Day 7 St Simeon & Aleppo
We started the day with an Aleppo version of porridge – buckwheat sweetened and served with cinnamon and pistachios. Yum.
Then, onto St Simeon’s church. I was expecting the usual Byzantine set up but was proved very wrong. We were greeted by friendly dogs who accompanied us to the extensive ruins that slew across the crest of the hills overlooking the Turkish border. Such a peaceful place: birds singing, wild flowers everywhere and extraordinary architecture.
St Simeon was the man who spent 47 years living at the top of a column. I hadn’t realised that it had been a substantial marble affair with an enclosed box at the top. After the Holy Roman Emperor visited him his acolytes built a large church, monastery and baptistery around him and he became a super famous phenomenon. Earthquakes have demolished most of the site and the column is long gone, smashed for souvenirs by devotees.
In Aleppo we visited a tedious National Museum – yet again all of the best pieces have been nicked by foreign archaeologists and collectors. Luckily our mood was improved by a fantastic lunch at “Delta”, consisting of BBQ lamb kebabs in a sour cherry sauce. Definitely one of the best dishes I have ever eaten.
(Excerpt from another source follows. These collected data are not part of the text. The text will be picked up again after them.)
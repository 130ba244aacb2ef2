// src/events.rs
//! Plan-level events consumed by the downstream controller. Planner faults
//! are never raised as errors; they ride on every published plan instead.

use serde::{Deserialize, Serialize};

#[derive(Debug, Clone, Copy, PartialEq, Eq, Serialize, Deserialize)]
#[serde(rename_all = "camelCase")]
pub enum EventKind {
    /// Vision stream stale for more than the freshness window.
    ModelCommIssue,
    /// Radar stream stale, or the radar itself reports a comm issue.
    RadarCommIssue,
    /// Radar reports an internal fault.
    RadarFault,
    /// Lateral MPC diverged (cost blowup or NaN).
    PlannerError,
}

#[derive(Debug, Clone, Copy, PartialEq, Eq, Serialize, Deserialize)]
#[serde(rename_all = "SCREAMING_SNAKE_CASE")]
pub enum EventSeverity {
    NoEntry,
    SoftDisable,
    ImmediateDisable,
}

#[derive(Debug, Clone, PartialEq, Eq, Serialize, Deserialize)]
pub struct Event {
    #[serde(rename = "type")]
    pub kind: EventKind,
    pub sub_events: Vec<EventSeverity>,
}

impl Event {
    /// Build an event with the fixed severity set for its kind.
    pub fn new(kind: EventKind) -> Self {
        use EventSeverity::*;
        let sub_events = match kind {
            EventKind::ModelCommIssue => vec![NoEntry, ImmediateDisable],
            EventKind::RadarCommIssue => vec![NoEntry, SoftDisable],
            EventKind::RadarFault => vec![NoEntry, SoftDisable],
            EventKind::PlannerError => vec![NoEntry, ImmediateDisable],
        };
        Self { kind, sub_events }
    }
}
We then walked round the massive Citadel in the centre of the old town. It was heaving with people celebrating the end of Ramadan, some of them had travelled over 150 km to visit the castle today. At the gate we noticed that a group of young boys had been surrounded by men in sunglasses and leather jackets – the plain clothes uniform of Syria’s secret police. The situation quickly got ugly. One boy was slapped across the face and frog marched away by two officers. The rest were chased away and the area cleared so that our group had an uninterrupted passage into the Citadel. What had they said or done? A worryingly brutal example of how repressive this place is under the guise of a liberal country. If they brutally dealt with these lads so openly, what do they do when the tourists aren’t around?
As it was 3.30 and the castle was due to close at 4pm we only expected a quick glimpse of the place but as we got through the gate, a whistle was blown and the officials started ushering the locals out of the site. Ahmed explained that the area takes ages to clear, so locals are made to leave first but this seemed so unfair and maybe untrue. We were allowed to stay for ages and no one attempted to move us on at all. We viewed the palace throne room and extensive underground cisterns, completely emptied of the holidaying locals, and then stood on the parapet to view the medieval city below.
Ahmed then told us about the Ottomans and the “problems they had when they intermarried with foreign servants”. He argued that this was also the problem with Europe, especially England and France, and that races were “diluted” this way. Distasteful.
We shopped in the 14th century (UNESCO) Al-Madina souk for handmade soap, brocade, dried hibiscus and ras el hanout spice mix. It was bustling with people and the stall holders were chatty and friendly, trying to entice everyone to buy their amazing goods. Great fun.